That’s not how non-Greatest Hits albums on Motown generally performed in the mid-’60s. No Four Tops album until ’67 (Reach Out) had that kind of chart impact. Marvin Gaye didn’t have a top 10 album until 1971. Martha & The Vandellas and The Marvelettes never did, in their entire careers, and Stevie Wonder went from his #1 live album in 1963 (rocketed by his hit “Fingertips- Pt 2”) until almost a decade later, in 1972, without an album scraping the top 20. Except for the phenomenon that was The Supremes, Motown was primarily a 45 RPM label. Together, Going To A Go-Go and Temptin’ Temptations changed the game, spending a collective 87 weeks on the album chart (the next Temptations album, Gettin’ Ready, also largely a Smokey affair, did nearly as well).
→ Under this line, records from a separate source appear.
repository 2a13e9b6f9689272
// Copyright (c) 2025 Steve Wagner (ciroque@live.com)
// SPDX-License-Identifier: MIT

mod config;
mod execution;
mod plan;
mod store;
mod transcript;

pub use config::ConfigError;
pub use execution::{ModuleError, ModuleErrorKind};
pub use plan::PlanError;
pub use store::{StoreError, StoreResult};
pub use transcript::TranscriptError;

use thiserror::Error;

/// Errors that abort a whole pipeline run.
///
/// Per-module failures are not represented here; they are collected in the
/// run report instead.
#[derive(Error, Debug)]
pub enum PipelineError {
    #[error(transparent)]
    Plan(#[from] PlanError),

    #[error(transparent)]
    Store(#[from] StoreError),

    #[error(transparent)]
    Transcript(#[from] TranscriptError),

    #[error(transparent)]
    Config(#[from] ConfigError),

    #[error("Failed to prepare output directory: {0}")]
    Io(#[from] std::io::Error),
}
// Copyright (c) 2025 Steve Wagner (ciroque@live.com)
// SPDX-License-Identifier: MIT

use std::time::Duration;

use crate::errors::ModuleError;

/// Outcome of executing a plan.
///
/// A run with errors still reports everything that did complete. Every module
/// of the plan appears in exactly one of `modules_run`, `modules_reused` or
/// `errors`.
#[derive(Debug, Clone, Default)]
pub struct RunReport {
    /// Set by the pipeline runner once the run is persisted
    pub pipeline_run_id: Option<i64>,
    /// The plan's topological order
    pub execution_order: Vec<String>,
    /// Modules that executed and succeeded, in completion order
    pub modules_run: Vec<String>,
    /// Modules satisfied from an earlier run
    pub modules_reused: Vec<String>,
    pub errors: Vec<ModuleError>,
    pub duration: Duration,
}

impl RunReport {
    pub fn new(execution_order: Vec<String>) -> Self {
        Self {
            execution_order,
            ..Self::default()
        }
    }

    pub fn is_success(&self) -> bool {
        self.errors.is_empty()
    }

    /// Whether `module` ran or was reused.
    pub fn completed(&self, module: &str) -> bool {
        self.modules_run.iter().any(|m| m == module) || self.was_reused(module)
    }

    pub fn was_reused(&self, module: &str) -> bool {
        self.modules_reused.iter().any(|m| m == module)
    }

    pub fn error_for(&self, module: &str) -> Option<&ModuleError> {
        self.errors.iter().find(|e| e.module == module)
    }

    pub fn deadlocked(&self) -> impl Iterator<Item = &ModuleError> {
        self.errors.iter().filter(|e| e.is_deadlock())
    }
}
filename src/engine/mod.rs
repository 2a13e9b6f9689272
// Copyright (c) 2025 Steve Wagner (ciroque@live.com)
// SPDX-License-Identifier: MIT

pub mod factory;
pub mod parallel;
mod report;
#[cfg(test)]
mod integration_tests;

pub use factory::ExecutorFactory;
pub use parallel::ParallelExecutor;
pub use report::RunReport;
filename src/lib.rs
// Copyright (c) 2025 Steve Wagner (ciroque@live.com)
// SPDX-License-Identifier: MIT

pub mod artifacts;     // artifact index + validator
pub mod backends;      // analysis module implementations
pub mod cache;         // content-addressed module cache
pub mod config;        // pipeline configuration
pub mod context;       // shared per-run state
pub mod engine;        // parallel executor
pub mod errors;        // error handling
pub mod observability;
pub mod pipeline;      // end-to-end runs
pub mod registry;      // module catalog + dependency resolution
pub mod store;         // SQLite run store
pub mod traits;        // unified abstractions
pub mod transcript;    // transcript loading
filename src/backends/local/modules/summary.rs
// Copyright (c) 2025 Steve Wagner (ciroque@live.com)
// SPDX-License-Identifier: MIT

use async_trait::async_trait;
use serde_json::{json, Value};
use std::sync::Arc;

use super::write_json_artifact;
use crate::context::PipelineContext;
use crate::traits::{AnalysisModule, ModuleResult};

const SUMMARY_TOP_WORDS: usize = 5;

/// Combines the `stats` and `word_frequency` results into one overview.
pub struct SummaryModule;

#[async_trait]
impl AnalysisModule for SummaryModule {
    async fn run(&self, context: Arc<PipelineContext>) -> ModuleResult {
        let Some(stats) = context.get_analysis_result("stats") else {
            return ModuleResult::failure("summary requires the stats result");
        };
        let Some(frequencies) = context.get_analysis_result("word_frequency") else {
            return ModuleResult::failure("summary requires the word_frequency result");
        };

        let top_words: Vec<Value> = frequencies["top_words"]
            .as_array()
            .map(|words| words.iter().take(SUMMARY_TOP_WORDS).cloned().collect())
            .unwrap_or_default();

        let payload = json!({
            "transcript": context.base_name(),
            "speakers": stats["speaker_count"],
            "segments": stats["segment_count"],
            "words": stats["word_count"],
            "unique_words": frequencies["unique_words"],
            "duration_seconds": stats["duration_seconds"],
            "top_words": top_words,
        });

        let relative = format!("summary/data/global/{}_summary.json", context.base_name());
        match write_json_artifact(&context, &relative, &payload).await {
            Ok(artifact) => ModuleResult::with_artifacts(payload, vec![artifact]),
            Err(e) => ModuleResult::failure(e),
        }
    }

    fn name(&self) -> &'static str {
        "summary"
    }
}

#[cfg(test)]
mod tests {
    use super::*;
    use crate::backends::local::modules::test_support::context_in;

    #[tokio::test]
    async fn test_fails_without_upstream_results() {
        let dir = tempfile::TempDir::new().unwrap();
        let result = SummaryModule.run(context_in(dir.path())).await;
        assert!(!result.is_success());
    }

    #[tokio::test]
    async fn test_combines_upstream_results() {
        let dir = tempfile::TempDir::new().unwrap();
        let context = context_in(dir.path());
        context.store_analysis_result(
            "stats",
            json!({"speaker_count": 2, "segment_count": 3, "word_count": 19, "duration_seconds": 8.0}),
        );
        context.store_analysis_result(
            "word_frequency",
            json!({"unique_words": 14, "top_words": [["back", 3]]}),
        );

        let ModuleResult::Success(output) = SummaryModule.run(Arc::clone(&context)).await else {
            panic!("summary should succeed");
        };
        assert_eq!(output.payload["speakers"], 2);
        assert_eq!(output.payload["top_words"], json!([["back", 3]]));
        assert_eq!(output.payload["transcript"], "episode_12");
    }
}
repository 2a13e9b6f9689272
// Copyright (c) 2025 Steve Wagner (ciroque@live.com)
// SPDX-License-Identifier: MIT

pub mod factory;
pub mod modules;

pub use factory::LocalModuleFactory;
pub use modules::*;
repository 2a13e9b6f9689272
// Copyright (c) 2025 Steve Wagner (ciroque@live.com)
// SPDX-License-Identifier: MIT

use thiserror::Error;

#[derive(Error, Debug)]
pub enum ConfigError {
    #[error("Failed to read config file: {0}")]
    Io(#[from] std::io::Error),

    #[error("Failed to parse config file: {0}")]
    Parse(#[from] serde_yaml::Error),

    #[error("Invalid configuration: {0}")]
    Invalid(String),
}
What Smokey did, on this most sublime of albums — it’s Motown’s Rubber Soul/Pet Sounds — was pull it all together as writer, producer, and singer: the craft and efficiency of Hitsville U.S.A., the harmonic and melodic influence of doo wop, the formal perfection of songs from Tin Pan Alley and The Brill Building, the rhythmic pulse that stretched into the dance music of the ’70s, a sound that was a bridge between the early R&B of Clyde McPhatter and Sam Cooke and the soul that would take hold with Aretha and Otis (both of whom recorded Smokey’s songs). And he did this in the midst of an amazing pop renaissance, holding his own against Lennon & McCartney, Bacharach & David, Brian Wilson, The Stones (later on, they did their own version of “Going To A Go-Go”), and even Bob Dylan, who around the time that Going To A Go-Go came out, was quoted as calling Smokey Robinson “America’s greatest poet.” Dylan later backtracked on that, but that doesn’t mean wasn’t true.

have you met sir jones?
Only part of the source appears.